The problem with a “gap” in time is that it has the insidious nature of eventually turning into a chasm; for, again, the slow, incremental nature of time allows us to overlook the slow progression, until you look at it from a distance. One day turns into a week; a week, into a month; and so the incremental progression of a slight gap widens into a chasm of separability.
In preparing, formulating and filing for Federal Disability Retirement benefits from the U.S. Office of Personnel Management, whether under FERS or CSRS, the difference between a “gap” and a “chasm” is often what the OPM Case Worker will often review and focus upon. There is always an optimal time-sequence for every event. Gaps between medical appointments; between the last diagnostic test; more subtle gaps of an inverse order — of how long one has been able to perform all of the essential elements of one’s job despite a particular sort of injury or medical condition.
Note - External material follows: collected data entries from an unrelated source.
//! Schema definitions and migration runner for SurrealDB.
//!
//! All table definitions use SCHEMAFULL mode for data integrity.
//! UUIDs are stored as strings. Enums are stored as strings with
//! ASSERT constraints for validation. Owning-tenant and creation fields
//! are READONLY so they cannot change after the record is created.

use surrealdb::{Connection, Surreal};
use surrealdb_types::SurrealValue;
use tracing::info;

use crate::error::DbError;

// -----------------------------------------------------------------------
// Migration tracking
// -----------------------------------------------------------------------

const MIGRATION_TABLE_DDL: &str = "\
DEFINE TABLE IF NOT EXISTS _migration SCHEMAFULL;
DEFINE FIELD IF NOT EXISTS version ON TABLE _migration TYPE int;
DEFINE FIELD IF NOT EXISTS name ON TABLE _migration TYPE string;
DEFINE FIELD IF NOT EXISTS applied_at ON TABLE _migration TYPE datetime \
    DEFAULT time::now();
DEFINE INDEX IF NOT EXISTS idx_migration_version ON TABLE _migration \
    COLUMNS version UNIQUE;
";

#[derive(Debug, SurrealValue)]
struct MigrationRecord {
    version: u32,
    #[allow(dead_code)]
    name: String,
}

struct Migration {
    version: u32,
    name: &'static str,
    sql: &'static str,
}

static MIGRATIONS: &[Migration] = &[Migration {
    version: 1,
    name: "initial_schema",
    sql: SCHEMA_V1,
}];

// -----------------------------------------------------------------------
// Schema v1: initial table definitions
// -----------------------------------------------------------------------

const SCHEMA_V1: &str = "\
-- =======================================================================
-- Tenants (global registry)
-- =======================================================================
DEFINE TABLE tenant SCHEMAFULL;
DEFINE FIELD name ON TABLE tenant TYPE string;
DEFINE FIELD slug ON TABLE tenant TYPE string;
DEFINE FIELD created_at ON TABLE tenant TYPE datetime \
    DEFAULT time::now() READONLY;
DEFINE FIELD updated_at ON TABLE tenant TYPE datetime \
    DEFAULT time::now();
DEFINE INDEX idx_tenant_slug ON TABLE tenant COLUMNS slug UNIQUE;

-- =======================================================================
-- Users (tenant scope)
-- =======================================================================
DEFINE TABLE user SCHEMAFULL;
DEFINE FIELD tenant_id ON TABLE user TYPE string READONLY;
DEFINE FIELD name ON TABLE user TYPE string;
DEFINE FIELD email ON TABLE user TYPE string;
DEFINE FIELD role ON TABLE user TYPE string \
    ASSERT $value IN ['SuperUser', 'Admin', 'Tenant', 'DepartmentUser'];
DEFINE FIELD department ON TABLE user TYPE option<string> \
    ASSERT $value = NONE OR $value IN ['Maintenance', 'Taxi', 'Leasing'];
DEFINE FIELD status ON TABLE user TYPE string \
    ASSERT $value IN ['Active', 'Inactive'];
DEFINE FIELD created_at ON TABLE user TYPE datetime \
    DEFAULT time::now() READONLY;
DEFINE FIELD updated_at ON TABLE user TYPE datetime \
    DEFAULT time::now();
DEFINE INDEX idx_user_tenant_email ON TABLE user \
    COLUMNS tenant_id, email UNIQUE;

-- =======================================================================
-- Service requests (tenant scope)
-- =======================================================================
DEFINE TABLE service_request SCHEMAFULL;
DEFINE FIELD tenant_id ON TABLE service_request TYPE string READONLY;
DEFINE FIELD kind ON TABLE service_request TYPE string READONLY \
    ASSERT $value IN ['Maintenance', 'Taxi', 'Contact'];
DEFINE FIELD status ON TABLE service_request TYPE string \
    ASSERT $value IN ['Open', 'New', 'Pending', 'Assigned', \
    'InProgress', 'Resolved', 'Completed', 'Cancelled'];
DEFINE FIELD priority ON TABLE service_request TYPE string \
    ASSERT $value IN ['Low', 'Medium', 'High'];
DEFINE FIELD created_by ON TABLE service_request TYPE string READONLY;
DEFINE FIELD assigned_to ON TABLE service_request TYPE option<string>;
DEFINE FIELD unit_ref ON TABLE service_request TYPE option<string>;
DEFINE FIELD details ON TABLE service_request TYPE object FLEXIBLE \
    READONLY;
DEFINE FIELD idempotency_key ON TABLE service_request \
    TYPE option<string> READONLY;
DEFINE FIELD escalation_deadline ON TABLE service_request TYPE datetime;
DEFINE FIELD escalated ON TABLE service_request TYPE bool DEFAULT false;
DEFINE FIELD escalated_at ON TABLE service_request TYPE option<datetime>;
DEFINE FIELD escalation_notified_at ON TABLE service_request \
    TYPE option<datetime>;
DEFINE FIELD version ON TABLE service_request TYPE int;
DEFINE FIELD created_at ON TABLE service_request TYPE datetime READONLY;
DEFINE FIELD updated_at ON TABLE service_request TYPE datetime;
DEFINE INDEX idx_request_tenant_status ON TABLE service_request \
    COLUMNS tenant_id, status;
DEFINE INDEX idx_request_tenant_assigned ON TABLE service_request \
    COLUMNS tenant_id, assigned_to;
DEFINE INDEX idx_request_tenant_priority ON TABLE service_request \
    COLUMNS tenant_id, priority;
DEFINE INDEX idx_request_tenant_unit ON TABLE service_request \
    COLUMNS tenant_id, unit_ref;
DEFINE INDEX idx_request_tenant_deadline ON TABLE service_request \
    COLUMNS tenant_id, escalated, escalation_deadline;

-- =======================================================================
-- Audit log (tenant scope, append-only)
-- =======================================================================
DEFINE TABLE audit_log SCHEMAFULL \
    PERMISSIONS FOR update, delete NONE;
DEFINE FIELD tenant_id ON TABLE audit_log TYPE string READONLY;
DEFINE FIELD actor_id ON TABLE audit_log TYPE string READONLY;
DEFINE FIELD actor_type ON TABLE audit_log TYPE string READONLY \
    ASSERT $value IN ['User', 'System'];
DEFINE FIELD action ON TABLE audit_log TYPE string READONLY \
    ASSERT $value IN ['Created', 'Assigned', 'StatusChanged', \
    'Escalated', 'Rescheduled'];
DEFINE FIELD resource_type ON TABLE audit_log TYPE string READONLY;
DEFINE FIELD resource_id ON TABLE audit_log TYPE string READONLY;
DEFINE FIELD details ON TABLE audit_log TYPE object FLEXIBLE READONLY \
    DEFAULT {};
DEFINE FIELD timestamp ON TABLE audit_log TYPE datetime READONLY;
DEFINE INDEX idx_audit_tenant_resource ON TABLE audit_log \
    COLUMNS tenant_id, resource_id;
DEFINE INDEX idx_audit_tenant_timestamp ON TABLE audit_log \
    COLUMNS tenant_id, timestamp;

-- =======================================================================
-- SLA policy (tenant scope system settings)
-- =======================================================================
DEFINE TABLE sla_policy SCHEMAFULL;
DEFINE FIELD tenant_id ON TABLE sla_policy TYPE string READONLY;
DEFINE FIELD kind ON TABLE sla_policy TYPE string READONLY \
    ASSERT $value IN ['Maintenance', 'Taxi', 'Contact'];
DEFINE FIELD priority ON TABLE sla_policy TYPE string READONLY \
    ASSERT $value IN ['Low', 'Medium', 'High'];
DEFINE FIELD window_secs ON TABLE sla_policy TYPE int \
    ASSERT $value >= 0;
DEFINE FIELD updated_at ON TABLE sla_policy TYPE datetime \
    DEFAULT time::now();
DEFINE INDEX idx_sla_policy_tenant_kind_priority ON TABLE sla_policy \
    COLUMNS tenant_id, kind, priority UNIQUE;

-- =======================================================================
-- Notification outbox (tenant scope)
-- =======================================================================
DEFINE TABLE notification SCHEMAFULL;
DEFINE FIELD tenant_id ON TABLE notification TYPE string READONLY;
DEFINE FIELD event_kind ON TABLE notification TYPE string \
    ASSERT $value IN ['Escalated', 'Assigned'];
DEFINE FIELD idempotency_key ON TABLE notification TYPE string READONLY;
DEFINE FIELD payload ON TABLE notification TYPE object FLEXIBLE \
    DEFAULT {};
DEFINE FIELD created_at ON TABLE notification TYPE datetime \
    DEFAULT time::now() READONLY;
DEFINE INDEX idx_notification_tenant_key ON TABLE notification \
    COLUMNS tenant_id, idempotency_key UNIQUE;
";

/// Run all pending migrations.
///
/// Creates a `_migration` tracking table on first run, then applies
/// each migration whose version exceeds the current maximum.
pub async fn run_migrations<C: Connection>(db: &Surreal<C>) -> Result<(), DbError> {
    db.query(MIGRATION_TABLE_DDL)
        .await?
        .check()
        .map_err(|e| DbError::Migration(e.to_string()))?;

    let mut result = db
        .query("SELECT * FROM _migration ORDER BY version DESC LIMIT 1")
        .await?;
    let records: Vec<MigrationRecord> = result.take(0)?;
    let current_version = records.first().map(|m| m.version).unwrap_or(0);

    for migration in MIGRATIONS {
        if migration.version <= current_version {
            continue;
        }

        info!(
            version = migration.version,
            name = migration.name,
            "Applying migration"
        );
        db.query(migration.sql).await?.check().map_err(|e| {
            DbError::Migration(format!(
                "Migration v{} '{}' failed: {}",
                migration.version, migration.name, e,
            ))
        })?;

        db.query("CREATE _migration SET version = $version, name = $name")
            .bind(("version", migration.version))
            .bind(("name", migration.name))
            .await?
            .check()
            .map_err(|e| {
                DbError::Migration(format!(
                    "Failed to record migration v{}: {}",
                    migration.version, e,
                ))
            })?;

        info!(version = migration.version, "Migration applied");
    }

    Ok(())
}
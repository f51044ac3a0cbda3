//! Integration tests for the audit log, SLA policy store and
//! notification outbox using in-memory SurrealDB.

use chrono::{Duration, Utc};
use estate_core::error::EstateError;
use estate_core::models::audit::{ActorType, AuditAction, CreateAuditLogEntry};
use estate_core::models::notification::NotificationKind;
use estate_core::models::request::{Priority, RequestKind};
use estate_core::repository::{
    AuditLogFilter, AuditLogRepository, NotificationSink, Pagination, SlaPolicyRepository,
};
use estate_db::repository::{
    SurrealAuditLogRepository, SurrealNotificationOutbox, SurrealSlaPolicyRepository,
};
use surrealdb::Surreal;
use surrealdb::engine::local::{Db, Mem};
use uuid::Uuid;

async fn setup() -> Surreal<Db> {
    let db = Surreal::new::<Mem>(()).await.unwrap();
    db.use_ns("test").use_db("test").await.unwrap();
    estate_db::run_migrations(&db).await.unwrap();
    db
}

fn entry(tenant_id: Uuid, action: AuditAction, offset: Duration) -> CreateAuditLogEntry {
    CreateAuditLogEntry {
        tenant_id,
        actor_id: Uuid::nil(),
        actor_type: ActorType::System,
        action,
        resource_type: "service_request".into(),
        resource_id: Uuid::new_v4(),
        details: serde_json::json!({}),
        timestamp: Utc::now() + offset,
    }
}

#[tokio::test]
async fn audit_entries_are_listed_in_timestamp_order() {
    let db = setup().await;
    let repo = SurrealAuditLogRepository::new(db);
    let tenant_id = Uuid::new_v4();

    repo.append(entry(tenant_id, AuditAction::Escalated, Duration::seconds(10)))
        .await
        .unwrap();
    repo.append(entry(tenant_id, AuditAction::Created, Duration::zero()))
        .await
        .unwrap();
    repo.append(entry(Uuid::new_v4(), AuditAction::Created, Duration::zero()))
        .await
        .unwrap();

    let page = repo
        .list(tenant_id, AuditLogFilter::default(), Pagination::default())
        .await
        .unwrap();
    assert_eq!(page.total, 2);
    assert_eq!(page.items[0].action, AuditAction::Created);
    assert_eq!(page.items[1].action, AuditAction::Escalated);
    assert!(page.items.iter().all(|e| e.tenant_id == tenant_id));

    let escalations = repo
        .list(
            tenant_id,
            AuditLogFilter {
                action: Some(AuditAction::Escalated),
                ..Default::default()
            },
            Pagination::default(),
        )
        .await
        .unwrap();
    assert_eq!(escalations.total, 1);
    assert_eq!(escalations.items[0].actor_type, ActorType::System);
}

#[tokio::test]
async fn audit_entries_cannot_be_rewritten() {
    let db = setup().await;
    let repo = SurrealAuditLogRepository::new(db.clone());
    let tenant_id = Uuid::new_v4();

    let written = repo
        .append(entry(tenant_id, AuditAction::Created, Duration::zero()))
        .await
        .unwrap();

    // READONLY fields reject the change.
    let result = db
        .query("UPDATE type::record('audit_log', $id) SET action = 'Escalated'")
        .bind(("id", written.id.to_string()))
        .await
        .unwrap();
    assert!(result.check().is_err());

    let page = repo
        .list(tenant_id, AuditLogFilter::default(), Pagination::default())
        .await
        .unwrap();
    assert_eq!(page.items[0].action, AuditAction::Created);
}

#[tokio::test]
async fn sla_window_upserts() {
    let db = setup().await;
    let repo = SurrealSlaPolicyRepository::new(db);
    let tenant_id = Uuid::new_v4();

    repo.set_window(tenant_id, RequestKind::Taxi, Priority::High, Duration::minutes(15))
        .await
        .unwrap();
    repo.set_window(tenant_id, RequestKind::Taxi, Priority::High, Duration::minutes(10))
        .await
        .unwrap();

    let window = repo
        .get_window(tenant_id, RequestKind::Taxi, Priority::High)
        .await
        .unwrap();
    assert_eq!(window, Duration::minutes(10));
    assert_eq!(repo.list(tenant_id).await.unwrap().len(), 1);
}

#[tokio::test]
async fn unset_sla_window_is_not_found() {
    let db = setup().await;
    let repo = SurrealSlaPolicyRepository::new(db);

    let err = repo
        .get_window(Uuid::new_v4(), RequestKind::Contact, Priority::Low)
        .await
        .unwrap_err();
    assert!(matches!(err, EstateError::NotFound { .. }));
}

#[tokio::test]
async fn negative_sla_window_is_rejected() {
    let db = setup().await;
    let repo = SurrealSlaPolicyRepository::new(db);

    let err = repo
        .set_window(
            Uuid::new_v4(),
            RequestKind::Maintenance,
            Priority::Low,
            Duration::minutes(-1),
        )
        .await
        .unwrap_err();
    assert!(matches!(err, EstateError::Validation { .. }));
}

#[tokio::test]
async fn outbox_deduplicates_by_key() {
    let db = setup().await;
    let outbox = SurrealNotificationOutbox::new(db);
    let tenant_id = Uuid::new_v4();

    for _ in 0..3 {
        outbox
            .notify(
                tenant_id,
                NotificationKind::Escalated,
                "escalation:abc:1",
                serde_json::json!({ "request_id": "abc" }),
            )
            .await
            .unwrap();
    }

    let pending = outbox.list(tenant_id).await.unwrap();
    assert_eq!(pending.len(), 1);
    assert_eq!(pending[0].kind, NotificationKind::Escalated);

    // Same key in another tenant is a separate notification.
    let other = Uuid::new_v4();
    outbox
        .notify(
            other,
            NotificationKind::Escalated,
            "escalation:abc:1",
            serde_json::json!({}),
        )
        .await
        .unwrap();
    assert_eq!(outbox.list(other).await.unwrap().len(), 1);
}
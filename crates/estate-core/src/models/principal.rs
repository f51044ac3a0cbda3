//! The acting principal of an inbound command.
//!
//! Supplied by the identity collaborator and trusted as-is; the core
//! never re-authenticates it.

use serde::{Deserialize, Serialize};
use uuid::Uuid;

use super::user::{Department, Role, User};

#[derive(Debug, Clone, Serialize, Deserialize, PartialEq, Eq)]
pub struct Principal {
    pub tenant_id: Uuid,
    pub user_id: Uuid,
    pub role: Role,
    pub department: Option<Department>,
}

impl Principal {
    pub fn new(tenant_id: Uuid, user_id: Uuid, role: Role) -> Self {
        Self {
            tenant_id,
            user_id,
            role,
            department: None,
        }
    }

    pub fn with_department(mut self, department: Department) -> Self {
        self.department = Some(department);
        self
    }
}

impl From<&User> for Principal {
    fn from(user: &User) -> Self {
        Self {
            tenant_id: user.tenant_id,
            user_id: user.id,
            role: user.role,
            department: user.department,
        }
    }
}
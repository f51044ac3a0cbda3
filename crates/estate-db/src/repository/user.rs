//! SurrealDB implementation of [`UserRepository`].

use chrono::{DateTime, Utc};
use estate_core::error::{EstateError, EstateResult};
use estate_core::models::user::{CreateUser, Department, Role, UpdateUser, User, UserStatus};
use estate_core::repository::{PaginatedResult, Pagination, UserRepository};
use estate_core::tenancy::ensure_tenant;
use surrealdb::{Connection, Surreal};
use surrealdb_types::SurrealValue;
use uuid::Uuid;

use super::CountRow;
use crate::error::{DbError, parse_uuid};

/// DB-side row struct for queries where the UUID is already known.
#[derive(Debug, SurrealValue)]
struct UserRow {
    tenant_id: String,
    name: String,
    email: String,
    role: String,
    department: Option<String>,
    status: String,
    created_at: DateTime<Utc>,
    updated_at: DateTime<Utc>,
}

/// DB-side row struct that includes the record ID via `meta::id(id)`.
#[derive(Debug, SurrealValue)]
struct UserRowWithId {
    record_id: String,
    tenant_id: String,
    name: String,
    email: String,
    role: String,
    department: Option<String>,
    status: String,
    created_at: DateTime<Utc>,
    updated_at: DateTime<Utc>,
}

impl UserRow {
    fn into_user(self, id: Uuid) -> Result<User, DbError> {
        let role = Role::parse(&self.role)
            .ok_or_else(|| DbError::Decode(format!("unknown role: {}", self.role)))?;
        let department = self
            .department
            .map(|d| {
                Department::parse(&d).ok_or_else(|| DbError::Decode(format!("unknown department: {d}")))
            })
            .transpose()?;
        let status = UserStatus::parse(&self.status)
            .ok_or_else(|| DbError::Decode(format!("unknown user status: {}", self.status)))?;

        Ok(User {
            id,
            tenant_id: parse_uuid("tenant", &self.tenant_id)?,
            name: self.name,
            email: self.email,
            role,
            department,
            status,
            created_at: self.created_at,
            updated_at: self.updated_at,
        })
    }
}

impl UserRowWithId {
    fn try_into_user(self) -> Result<User, DbError> {
        let id = parse_uuid("user", &self.record_id)?;
        UserRow {
            tenant_id: self.tenant_id,
            name: self.name,
            email: self.email,
            role: self.role,
            department: self.department,
            status: self.status,
            created_at: self.created_at,
            updated_at: self.updated_at,
        }
        .into_user(id)
    }
}

/// SurrealDB implementation of the User repository.
#[derive(Clone)]
pub struct SurrealUserRepository<C: Connection> {
    db: Surreal<C>,
}

impl<C: Connection> SurrealUserRepository<C> {
    pub fn new(db: Surreal<C>) -> Self {
        Self { db }
    }

    async fn fetch(&self, id: Uuid) -> EstateResult<User> {
        let id_str = id.to_string();

        let mut result = self
            .db
            .query("SELECT * FROM type::record('user', $id)")
            .bind(("id", id_str.clone()))
            .await
            .map_err(DbError::from)?;

        let rows: Vec<UserRow> = result.take(0).map_err(DbError::from)?;
        let row = rows.into_iter().next().ok_or_else(|| DbError::NotFound {
            entity: "user".into(),
            id: id_str,
        })?;

        Ok(row.into_user(id)?)
    }
}

fn validate_department(role: Role, department: Option<Department>) -> EstateResult<()> {
    match (role, department) {
        (Role::DepartmentUser, None) => Err(EstateError::validation(
            "department",
            "department users must belong to a department",
        )),
        (Role::DepartmentUser, Some(_)) | (_, None) => Ok(()),
        (_, Some(_)) => Err(EstateError::validation(
            "department",
            format!("{role} users do not belong to a department"),
        )),
    }
}

impl<C: Connection> UserRepository for SurrealUserRepository<C> {
    async fn create(&self, input: CreateUser) -> EstateResult<User> {
        validate_department(input.role, input.department)?;

        let id = Uuid::new_v4();
        let id_str = id.to_string();

        let result = self
            .db
            .query(
                "CREATE type::record('user', $id) SET \
                 tenant_id = $tenant_id, \
                 name = $name, email = $email, \
                 role = $role, department = $department, \
                 status = 'Active'",
            )
            .bind(("id", id_str.clone()))
            .bind(("tenant_id", input.tenant_id.to_string()))
            .bind(("name", input.name))
            .bind(("email", input.email))
            .bind(("role", input.role.as_str().to_string()))
            .bind((
                "department",
                input.department.map(|d| d.as_str().to_string()),
            ))
            .await
            .map_err(DbError::from)?;

        let mut result = result.check().map_err(|e| DbError::Query(e.to_string()))?;

        let rows: Vec<UserRow> = result.take(0).map_err(DbError::from)?;
        let row = rows.into_iter().next().ok_or_else(|| DbError::NotFound {
            entity: "user".into(),
            id: id_str,
        })?;

        Ok(row.into_user(id)?)
    }

    async fn get_by_id(&self, tenant_id: Uuid, id: Uuid) -> EstateResult<User> {
        let user = self.fetch(id).await?;
        ensure_tenant(tenant_id, &user)?;
        Ok(user)
    }

    async fn update(&self, tenant_id: Uuid, id: Uuid, input: UpdateUser) -> EstateResult<User> {
        // Guard before writing so a foreign tenant's user is never touched.
        let current = self.fetch(id).await?;
        ensure_tenant(tenant_id, &current)?;

        let mut sets = Vec::new();
        if input.name.is_some() {
            sets.push("name = $name");
        }
        if input.email.is_some() {
            sets.push("email = $email");
        }
        if input.status.is_some() {
            sets.push("status = $status");
        }
        sets.push("updated_at = time::now()");

        let query = format!(
            "UPDATE type::record('user', $id) SET {} \
             WHERE tenant_id = $tenant_id",
            sets.join(", ")
        );

        let mut builder = self
            .db
            .query(&query)
            .bind(("id", id.to_string()))
            .bind(("tenant_id", tenant_id.to_string()));

        if let Some(name) = input.name {
            builder = builder.bind(("name", name));
        }
        if let Some(email) = input.email {
            builder = builder.bind(("email", email));
        }
        if let Some(status) = input.status {
            builder = builder.bind(("status", status.as_str().to_string()));
        }

        let result = builder.await.map_err(DbError::from)?;
        let mut result = result.check().map_err(|e| DbError::Query(e.to_string()))?;

        let rows: Vec<UserRow> = result.take(0).map_err(DbError::from)?;
        let row = rows.into_iter().next().ok_or_else(|| DbError::NotFound {
            entity: "user".into(),
            id: id.to_string(),
        })?;

        Ok(row.into_user(id)?)
    }

    async fn list(
        &self,
        tenant_id: Uuid,
        pagination: Pagination,
    ) -> EstateResult<PaginatedResult<User>> {
        let tenant_id_str = tenant_id.to_string();

        let mut count_result = self
            .db
            .query(
                "SELECT count() AS total FROM user \
                 WHERE tenant_id = $tenant_id GROUP ALL",
            )
            .bind(("tenant_id", tenant_id_str.clone()))
            .await
            .map_err(DbError::from)?;
        let count_rows: Vec<CountRow> = count_result.take(0).map_err(DbError::from)?;
        let total = count_rows.first().map(|r| r.total).unwrap_or(0);

        let mut result = self
            .db
            .query(
                "SELECT meta::id(id) AS record_id, * FROM user \
                 WHERE tenant_id = $tenant_id \
                 ORDER BY created_at ASC \
                 LIMIT $limit START $offset",
            )
            .bind(("tenant_id", tenant_id_str))
            .bind(("limit", pagination.limit))
            .bind(("offset", pagination.offset))
            .await
            .map_err(DbError::from)?;

        let rows: Vec<UserRowWithId> = result.take(0).map_err(DbError::from)?;
        let items = rows
            .into_iter()
            .map(UserRowWithId::try_into_user)
            .collect::<Result<Vec<_>, DbError>>()?;

        Ok(PaginatedResult {
            items,
            total,
            offset: pagination.offset,
            limit: pagination.limit,
        })
    }
}
//! SurrealDB implementation of [`TenantRepository`].
//!
//! The registry is the only global table. The escalation monitor pages
//! through it to decide which tenants get a sweep worker.

use chrono::{DateTime, Utc};
use estate_core::error::{EstateError, EstateResult};
use estate_core::models::tenant::{CreateTenant, Tenant};
use estate_core::repository::{PaginatedResult, Pagination, TenantRepository};
use surrealdb::{Connection, Surreal};
use surrealdb_types::SurrealValue;
use uuid::Uuid;

use super::CountRow;
use crate::error::{DbError, parse_uuid};

#[derive(Debug, SurrealValue)]
struct TenantRecord {
    record_id: String,
    name: String,
    slug: String,
    created_at: DateTime<Utc>,
    updated_at: DateTime<Utc>,
}

impl TryFrom<TenantRecord> for Tenant {
    type Error = DbError;

    fn try_from(record: TenantRecord) -> Result<Self, Self::Error> {
        Ok(Tenant {
            id: parse_uuid("tenant", &record.record_id)?,
            name: record.name,
            slug: record.slug,
            created_at: record.created_at,
            updated_at: record.updated_at,
        })
    }
}

/// Slugs are lowercase ASCII words joined by single hyphens.
fn validate_slug(slug: &str) -> EstateResult<()> {
    let well_formed = !slug.is_empty()
        && !slug.starts_with('-')
        && !slug.ends_with('-')
        && !slug.contains("--")
        && slug
            .chars()
            .all(|c| c.is_ascii_lowercase() || c.is_ascii_digit() || c == '-');
    if well_formed {
        Ok(())
    } else {
        Err(EstateError::validation(
            "slug",
            format!("`{slug}` is not a lowercase hyphenated slug"),
        ))
    }
}

/// SurrealDB implementation of the tenant registry.
#[derive(Clone)]
pub struct SurrealTenantRepository<C: Connection> {
    db: Surreal<C>,
}

impl<C: Connection> SurrealTenantRepository<C> {
    pub fn new(db: Surreal<C>) -> Self {
        Self { db }
    }

    async fn find(&self, id: Uuid) -> EstateResult<Option<Tenant>> {
        let mut result = self
            .db
            .query("SELECT meta::id(id) AS record_id, * FROM type::record('tenant', $id)")
            .bind(("id", id.to_string()))
            .await
            .map_err(DbError::from)?;

        let records: Vec<TenantRecord> = result.take(0).map_err(DbError::from)?;
        match records.into_iter().next() {
            Some(record) => Ok(Some(Tenant::try_from(record)?)),
            None => Ok(None),
        }
    }

    async fn slug_taken(&self, slug: &str) -> EstateResult<bool> {
        let mut result = self
            .db
            .query("SELECT count() AS total FROM tenant WHERE slug = $slug GROUP ALL")
            .bind(("slug", slug.to_string()))
            .await
            .map_err(DbError::from)?;

        let counts: Vec<CountRow> = result.take(0).map_err(DbError::from)?;
        Ok(counts.first().is_some_and(|c| c.total > 0))
    }
}

impl<C: Connection> TenantRepository for SurrealTenantRepository<C> {
    async fn create(&self, input: CreateTenant) -> EstateResult<Tenant> {
        validate_slug(&input.slug)?;
        if input.name.trim().is_empty() {
            return Err(EstateError::validation("name", "tenant name is required"));
        }

        let id = Uuid::new_v4();
        let response = self
            .db
            .query("CREATE type::record('tenant', $id) SET name = $name, slug = $slug")
            .bind(("id", id.to_string()))
            .bind(("name", input.name))
            .bind(("slug", input.slug.clone()))
            .await
            .map_err(DbError::from)?;

        // The only constraint a valid input can violate is the unique slug.
        if let Err(e) = response.check() {
            if self.slug_taken(&input.slug).await? {
                return Err(EstateError::AlreadyExists {
                    entity: "tenant".into(),
                    id: input.slug,
                });
            }
            return Err(DbError::Query(e.to_string()).into());
        }

        self.get_by_id(id).await
    }

    async fn get_by_id(&self, id: Uuid) -> EstateResult<Tenant> {
        self.find(id).await?.ok_or_else(|| EstateError::NotFound {
            entity: "tenant".into(),
            id: id.to_string(),
        })
    }

    async fn list(&self, pagination: Pagination) -> EstateResult<PaginatedResult<Tenant>> {
        let mut result = self
            .db
            .query(
                "SELECT count() AS total FROM tenant GROUP ALL; \
                 SELECT meta::id(id) AS record_id, * FROM tenant \
                 ORDER BY created_at ASC \
                 LIMIT $limit START $offset;",
            )
            .bind(("limit", pagination.limit))
            .bind(("offset", pagination.offset))
            .await
            .map_err(DbError::from)?;

        let counts: Vec<CountRow> = result.take(0).map_err(DbError::from)?;
        let records: Vec<TenantRecord> = result.take(1).map_err(DbError::from)?;

        Ok(PaginatedResult {
            items: records
                .into_iter()
                .map(Tenant::try_from)
                .collect::<Result<Vec<_>, DbError>>()?,
            total: counts.first().map(|c| c.total).unwrap_or(0),
            offset: pagination.offset,
            limit: pagination.limit,
        })
    }
}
Gaps tend to become chasms when one is too busy “living life” and trying to attend to all of the responsibilities of a single day. In preparing, formulating and filing for Federal Disability Retirement, however, it is best to prioritize the issues confronting one’s life, and to attend to the issue of one’s medical condition as aggressively as possible. For, in the end, the issue of one’s health tends to impact all other aspects of life, and the one gap which should not become a chasm, concerns the health of the individual.